Pair your device with Home Assistant.
Once paired restart the Matter Server addon. Modifications will be lost and the device should remain paired.

In case I delete my fork, here are the contents of chip-wheels/8766-Bypass-attestation-verification.patch at 8a5ec21d114010723cf428ffe79e244da7562390 · tronikos/chip-wheels · GitHub

diff --git a/src/controller/CHIPDeviceController.cpp b/src/controller/CHIPDeviceController.cpp
index 444b48bcf1..e014e531aa 100644
--- a/src/controller/CHIPDeviceController.cpp
+++ b/src/controller/CHIPDeviceController.cpp
@@ -1227,7 +1227,7 @@ void DeviceCommissioner::OnDeviceAttestationInformationVerification(
         }
     }
 
-    if (result != AttestationVerificationResult::kSuccess)
+    if (false && result != AttestationVerificationResult::kSuccess)
     {
         CommissioningDelegate::CommissioningReport report;
         report.Set<AttestationErrorInfo>(result);

satvikknischal · November 22, 2024, 8:41am

The command $ docker exec -it $(docker ps -f name=addon_core_matter_server -q) bash
gives me an error : zsh: command not found: $

I am an absolute noob here, so i apologise if the question is stupid!

nervousapps · March 13, 2025, 2:36pm

Hi, I have tested your workaround with no luck, wheel are not generated in the forked repo workflow
BUT I have successfully managed device commissioning by downgrading python-matter-server to 6.1.2, add device, and then updating to stable version.

The error on Attestation validation was due, in my case, to an Espressif Zero Code testing device (no more supported by python-matter-server).

EDIT 2025 : Just enable “Enable test-net DCL usage” in matter addon configuration

marius.s · September 21, 2025, 12:12pm

Same problem here.
It works for me running home assistant 2025.9.4 with python matter server 8.1.0 within docker containers on raspberry pi 4.

Gnnr · October 22, 2025, 12:48pm

It seems that there is a substitution problem. Try to do it in two steps:

Identify the container ID: docker ps -f name=addon_core_matter_server
Enter container with given ID from step 1: docker exec -it [container_id] bash

It might also work if you use quotes: docker exec -it "$(docker ps -f name=addon_core_matter_server -q)" bash

If you are still experiencing issues, try sh instead of bash

imagio · November 21, 2025, 2:25pm

Looking at this I wonder if it would make sense for HA to provide a patched/forked version (or contribute upstream) that makes attestation failure a warning instead of a failure and allows the user to ignore an attestation failure.
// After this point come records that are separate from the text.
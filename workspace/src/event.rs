//! Events published by the workspace.
//!
//! The UI never polls workspace state; it folds this stream into its own
//! view model.

use protocol::responses::TestResult;

/// Which of the two guarded operations is in flight.
#[derive(Debug, Clone, Copy, PartialEq, Eq)]
pub enum ExecutionKind {
    Run,
    Submit,
}

#[derive(Debug, Clone, Copy, PartialEq, Eq)]
pub enum NoticeLevel {
    Info,
    Error,
}

/// A transient user-facing message (validation failures, server
/// rejections, transport trouble).
#[derive(Debug, Clone)]
pub struct Notice {
    pub level: NoticeLevel,
    pub message: String,
}

/// The score board shown in the workspace header.
#[derive(Debug, Clone, Copy, PartialEq, Default)]
pub struct ScoreBoard {
    pub current: f64,
    pub best: f64,
    pub max: f64,
    pub submissions: u32,
}

/// A completed run as the execution backend reported it.
#[derive(Debug, Clone, Default)]
pub struct RunReport {
    pub stdout: Option<String>,
    pub stderr: Option<String>,
    pub compile_output: Option<String>,
    pub status: Option<String>,
    pub time: Option<String>,
    pub memory: Option<i64>,
}

#[derive(Debug, Clone)]
pub enum RunOutcome {
    Completed(RunReport),
    /// The service answered but refused the run (e.g. a compile error).
    Rejected { message: String },
    /// The service could not be reached or answered garbage.
    TransportFailed { message: String },
}

/// A graded submission.
#[derive(Debug, Clone)]
pub struct SubmitReport {
    pub score: f64,
    pub max_score: f64,
    pub passed_tests: u32,
    pub total_tests: u32,
    pub tests: Vec<TestResult>,
}

#[derive(Debug, Clone)]
pub enum SubmitOutcome {
    Completed(SubmitReport),
    Rejected { message: String },
    TransportFailed { message: String },
}

#[derive(Debug, Clone)]
pub enum Event {
    /// The editing session moved to a different file. `content` is the
    /// file's stored content, or the language template when the stored
    /// content is empty.
    ActiveFileChanged {
        name: String,
        language: String,
        content: String,
    },
    FileDirtied {
        name: String,
    },
    FileSaved {
        name: String,
        modified: String,
    },
    SaveFailed {
        name: String,
        message: String,
    },
    FileCreated {
        name: String,
    },
    FileRenamed {
        old_name: String,
        new_name: String,
    },
    FileDeleted {
        name: String,
    },
    LanguageChanged {
        name: String,
        language: String,
    },
    ExecutionStarted(ExecutionKind),
    RunFinished(RunOutcome),
    SubmitFinished(SubmitOutcome),
    ScoresChanged(ScoreBoard),
    Notice(Notice),
}
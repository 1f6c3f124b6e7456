//! Desktop configuration loaded from the user's config directory.
//!
//! Everything here is optional: a missing or malformed file falls back
//! to defaults so the applications always start.

use std::path::{Path, PathBuf};

use serde::Deserialize;

#[derive(Debug, Clone, Copy, PartialEq, Eq, Default, Deserialize)]
#[serde(rename_all = "lowercase")]
pub enum Theme {
    /// Follow the system preference.
    #[default]
    Auto,
    Light,
    Dark,
}

#[derive(Debug, Clone, Copy, PartialEq, Eq, Deserialize)]
#[serde(default)]
pub struct Autosave {
    pub debounce_secs: u64,
    pub interval_secs: u64,
}

impl Default for Autosave {
    fn default() -> Self {
        Self {
            debounce_secs: 2,
            interval_secs: 30,
        }
    }
}

#[derive(Debug, Clone, PartialEq, Eq, Deserialize)]
#[serde(default)]
pub struct Config {
    pub theme: Theme,
    pub autosave: Autosave,
    pub request_timeout_secs: u64,
}

impl Default for Config {
    fn default() -> Self {
        Self {
            theme: Theme::default(),
            autosave: Autosave::default(),
            request_timeout_secs: 30,
        }
    }
}

/// `$XDG_CONFIG_HOME/codebench/config.toml` or the platform equivalent.
pub fn default_path() -> Option<PathBuf> {
    dirs::config_dir().map(|d| d.join("codebench").join("config.toml"))
}

/// Load configuration from `path`, or from [`default_path`] when no path
/// is given. Never fails: a missing file is normal, and a file that does
/// not parse is logged and ignored.
pub fn load(path: Option<&Path>) -> Config {
    let path = match path.map(Path::to_path_buf).or_else(default_path) {
        Some(path) => path,
        None => {
            tracing::debug!("no config directory on this platform, using defaults");
            return Config::default();
        }
    };
    let contents = match std::fs::read_to_string(&path) {
        Ok(contents) => contents,
        Err(e) => {
            tracing::debug!(path = %path.display(), error = %e, "no config file, using defaults");
            return Config::default();
        }
    };
    match toml::from_str(&contents) {
        Ok(config) => config,
        Err(e) => {
            tracing::warn!(path = %path.display(), error = %e, "invalid config file, using defaults");
            Config::default()
        }
    }
}

#[cfg(test)]
mod tests {
    use super::*;

    #[test]
    fn missing_file_yields_defaults() {
        let dir = tempfile::tempdir().unwrap();
        let config = load(Some(&dir.path().join("nope.toml")));
        assert_eq!(config, Config::default());
    }

    #[test]
    fn partial_file_keeps_remaining_defaults() {
        let dir = tempfile::tempdir().unwrap();
        let path = dir.path().join("config.toml");
        std::fs::write(&path, "theme = \"dark\"\n\n[autosave]\ndebounce_secs = 5\n").unwrap();

        let config = load(Some(&path));
        assert_eq!(config.theme, Theme::Dark);
        assert_eq!(config.autosave.debounce_secs, 5);
        assert_eq!(config.autosave.interval_secs, 30);
        assert_eq!(config.request_timeout_secs, 30);
    }

    #[test]
    fn malformed_file_falls_back_to_defaults() {
        let dir = tempfile::tempdir().unwrap();
        let path = dir.path().join("config.toml");
        std::fs::write(&path, "theme = [this is not toml").unwrap();

        assert_eq!(load(Some(&path)), Config::default());
    }
}
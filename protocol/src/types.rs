//! Types shared between the snapshot, the studio settings and the wire.
use serde::{Deserialize, Serialize};

/// One supported language: stable key (`python`), display name, numeric
/// execution-engine id, file extension and starter template.
#[derive(Debug, Clone, PartialEq, Serialize, Deserialize)]
pub struct LanguageConfig {
    pub key: String,
    pub name: String,
    pub id: i64,
    pub extension: String,
    pub template: String,
}

impl LanguageConfig {
    /// The stock language table an exercise starts from before an
    /// instructor customizes it.
    pub fn default_set() -> Vec<LanguageConfig> {
        fn entry(key: &str, name: &str, id: i64, extension: &str, template: &str) -> LanguageConfig {
            LanguageConfig {
                key: key.to_owned(),
                name: name.to_owned(),
                id,
                extension: extension.to_owned(),
                template: template.to_owned(),
            }
        }

        vec![
            entry(
                "python",
                "Python 3",
                71,
                "py",
                "# Write your Python code here\nprint('Hello, World!')",
            ),
            entry(
                "java",
                "Java",
                62,
                "java",
                "public class Main {\n    public static void main(String[] args) {\n        System.out.println(\"Hello, World!\");\n    }\n}",
            ),
            entry(
                "cpp",
                "C++",
                76,
                "cpp",
                "#include <iostream>\nusing namespace std;\n\nint main() {\n    cout << \"Hello, World!\" << endl;\n    return 0;\n}",
            ),
            entry(
                "javascript",
                "JavaScript",
                63,
                "js",
                "// Write your JavaScript code here\nconsole.log('Hello, World!');",
            ),
            entry(
                "c",
                "C",
                75,
                "c",
                "#include <stdio.h>\n\nint main() {\n    printf(\"Hello, World!\\n\");\n    return 0;\n}",
            ),
        ]
    }
}

#[cfg(test)]
mod tests {
    use super::*;

    #[test]
    fn default_set_is_ordered_and_unique() {
        let languages = LanguageConfig::default_set();
        assert_eq!(languages.len(), 5);
        assert_eq!(languages[0].key, "python");
        let mut keys: Vec<_> = languages.iter().map(|l| l.key.clone()).collect();
        keys.sort();
        keys.dedup();
        assert_eq!(keys.len(), 5);
    }
}
//! Declarative field validation.

/// A validation rule a field can declare.
#[derive(Debug, Clone, Copy, PartialEq, Eq)]
pub enum Rule {
    /// Non-empty after trimming.
    Required,
    /// Trimmed value parses as a number.
    Number,
    /// Value starts with `http://` or `https://`.
    Url,
}

impl Rule {
    fn check(&self, value: &str) -> Result<(), &'static str> {
        match self {
            Rule::Required => {
                if value.trim().is_empty() {
                    Err("This field is required")
                } else {
                    Ok(())
                }
            }
            Rule::Number => {
                if value.trim().parse::<f64>().is_ok() {
                    Ok(())
                } else {
                    Err("Must be a number")
                }
            }
            Rule::Url => {
                if value.starts_with("http://") || value.starts_with("https://") {
                    Ok(())
                } else {
                    Err("Must be a valid URL starting with http:// or https://")
                }
            }
        }
    }
}

/// The visible state of a validated field.
#[derive(Debug, Clone, PartialEq, Eq, Default)]
pub enum Feedback {
    /// No rules, nothing to say.
    #[default]
    None,
    /// A satisfied `required` rule gets an explicit valid mark.
    Valid,
    Invalid(String),
}

impl Feedback {
    pub fn is_invalid(&self) -> bool {
        matches!(self, Feedback::Invalid(_))
    }
}

/// Evaluate `rules` in order against `value`. The first failing rule
/// wins; re-evaluating replaces prior feedback entirely.
pub fn evaluate(rules: &[Rule], value: &str) -> Feedback {
    for rule in rules {
        if let Err(message) = rule.check(value) {
            return Feedback::Invalid(message.to_owned());
        }
    }
    if rules.contains(&Rule::Required) {
        Feedback::Valid
    } else {
        Feedback::None
    }
}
IDK what sort of changes/contributions the project-chip/connectedhomeip repo allows but it would probably be a fairly minor change to have a flag allowing ignoring attestation failure for a particular device (default false). That way behavior would stay the same but for open system users like HA we could retry a device that fails with ignore_attestation=true when we want to use it anyway.